◆ About this exercise ◆
In the material below, how many lines contain the word "parsed"? The reply must be that number alone.

◆ Data extract ◆
##############################

//! Configuration file loading.
//!
//! Settings live in a JSON file shaped like [`EngineConfig`]. Every field
//! is optional and falls back to its default:
//!
//! ```json
//! {
//!   "tick_resolution": "centiseconds",
//!   "auto_reset_on_expiry": false,
//!   "pomodoro": { "work_seconds": 3000, "auto_start_next": true }
//! }
//! ```

use std::fs;
use std::path::Path;

use thiserror::Error;
use tracing::debug;

use crate::types::EngineConfig;

/// Errors that can occur while loading a configuration file.
#[derive(Debug, Error)]
pub enum ConfigError {
    /// The file could not be read.
    #[error("failed to read config file {path}: {message}")]
    Io {
        /// Path that was read
        path: String,
        /// Underlying error message
        message: String,
    },

    /// The file is not valid JSON for an engine configuration.
    #[error("failed to parse config file {path}: {message}")]
    Parse {
        /// Path that was parsed
        path: String,
        /// Underlying error message
        message: String,
    },

    /// The configuration parsed but holds out-of-range values.
    #[error("invalid configuration: {0}")]
    Invalid(String),
}

/// Loads and validates an engine configuration from a JSON file.
///
/// # Errors
///
/// Returns `ConfigError` if the file cannot be read, parsed or validated.
pub fn load_config(path: &Path) -> Result<EngineConfig, ConfigError> {
    let path_str = path.display().to_string();
    let text = fs::read_to_string(path).map_err(|e| ConfigError::Io {
        path: path_str.clone(),
        message: e.to_string(),
    })?;

    let config = parse_config(&text).map_err(|e| match e {
        ConfigError::Parse { message, .. } => ConfigError::Parse {
            path: path_str.clone(),
            message,
        },
        other => other,
    })?;

    debug!(path = %path_str, "Loaded configuration");
    Ok(config)
}

/// Parses and validates an engine configuration from JSON text.
///
/// # Errors
///
/// Returns `ConfigError::Parse` for malformed JSON and
/// `ConfigError::Invalid` for out-of-range values.
pub fn parse_config(text: &str) -> Result<EngineConfig, ConfigError> {
    let config: EngineConfig = serde_json::from_str(text).map_err(|e| ConfigError::Parse {
        path: "<inline>".to_string(),
        message: e.to_string(),
    })?;
    config.validate().map_err(ConfigError::Invalid)?;
    Ok(config)
}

##############################

◆ Answer box ◆
3